Please restate, word for word, the lines below that begin at the one with "let mut coords = Vec::with_capacity(len);" and end at the one with "for r in r_min..=r_max". Leave out all other lines.

· · ·

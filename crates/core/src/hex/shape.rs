//! Generators for common groups of tiles. Every generator returns its
//! coordinates in a fixed, documented order, so callers can rely on indexes
//! being stable between calls.

use crate::hex::{direction, CubeCoord, FractionalCoord};
use std::cmp;

/// Amount to nudge line endpoints by before interpolating. Without it, lines
/// that run exactly along a tile edge would round inconsistently.
pub const LINE_EPSILON: f64 = 1e-6;

/// Every tile within `radius` steps of the origin. Tiles are emitted in a
/// double loop: `q` ascending from `-radius` to `radius`, then `r` ascending
/// through the range that keeps `s` within bounds too. The output has exactly
/// `3r² + 3r + 1` tiles.
pub fn hexagonal_region(radius: u16) -> Vec<CubeCoord> {
    let len = crate::util::grid_len(radius);
    let radius = i32::from(radius);
    let mut coords = Vec::with_capacity(len);
    for q in -radius..=radius {
        // r bounds depend on q, since we also have to keep s in range
        let r_min = cmp::max(-radius, -q - radius);
        let r_max = cmp::min(radius, -q + radius);
        for r in r_min..=r_max {
            coords.push(CubeCoord::new_qr(q, r));
        }
    }

    debug_assert_eq!(coords.len(), len);
    coords
}

/// The tiles exactly `radius` steps from `center`, winding around it. Starts
/// at `center + direction(4) * radius` and walks `radius` steps in each of
/// the directions 0 through 5. Radius 0 gives just the center.
pub fn ring(center: CubeCoord, radius: u16) -> Vec<CubeCoord> {
    if radius == 0 {
        return vec![center];
    }

    let steps = i32::from(radius);
    let mut coords = Vec::with_capacity(6 * usize::from(radius));
    let mut current = center + direction(4) * steps;
    for i in 0..6 {
        for _ in 0..steps {
            coords.push(current);
            current += direction(i);
        }
    }
    coords
}

/// A straight line of tiles from `a` to `b`, both included. The line always
/// has `distance(a, b) + 1` tiles, and each one is adjacent to the previous.
pub fn line(a: CubeCoord, b: CubeCoord) -> Vec<CubeCoord> {
    let n = a.distance_to(b);
    let nudge = FractionalCoord::new(LINE_EPSILON, LINE_EPSILON, -2.0 * LINE_EPSILON);
    let a_nudged = FractionalCoord::from(a) + nudge;
    let b_nudged = FractionalCoord::from(b) + nudge;
    let step = 1.0 / f64::from(cmp::max(n, 1));

    (0..=n)
        .map(|i| a_nudged.lerp(b_nudged, step * f64::from(i)).round())
        .collect()
}

/// Every tile within `radius` steps of `center`, in the same order as
/// [hexagonal_region].
pub fn range(center: CubeCoord, radius: u16) -> Vec<CubeCoord> {
    hexagonal_region(radius)
        .into_iter()
        .map(|offset| center + offset)
        .collect()
}

/// Every tile that is both within `radius_a` of `center_a` and within
/// `radius_b` of `center_b`. Computed straight from the overlapping bounds on
/// each axis, so neither range gets materialized. When the two ranges are
/// identical, the output matches [range] exactly, order included.
pub fn intersect_ranges(
    center_a: CubeCoord,
    radius_a: u16,
    center_b: CubeCoord,
    radius_b: u16,
) -> Vec<CubeCoord> {
    let (radius_a, radius_b) = (i32::from(radius_a), i32::from(radius_b));
    let bounds = |a: i32, b: i32| {
        (
            cmp::max(a - radius_a, b - radius_b),
            cmp::min(a + radius_a, b + radius_b),
        )
    };
    let (q_min, q_max) = bounds(center_a.q(), center_b.q());
    let (r_min, r_max) = bounds(center_a.r(), center_b.r());
    let (s_min, s_max) = bounds(center_a.s(), center_b.s());

    let mut coords = Vec::new();
    for q in q_min..=q_max {
        let lo = cmp::max(r_min, -q - s_max);
        let hi = cmp::min(r_max, -q - s_min);
        for r in lo..=hi {
            coords.push(CubeCoord::new_qr(q, r));
        }
    }
    coords
}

· · ·

**Task response**
    let mut coords = Vec::with_capacity(len);
    for q in -radius..=radius {
        // r bounds depend on q, since we also have to keep s in range
        let r_min = cmp::max(-radius, -q - radius);
        let r_max = cmp::min(radius, -q + radius);
        for r in r_min..=r_max {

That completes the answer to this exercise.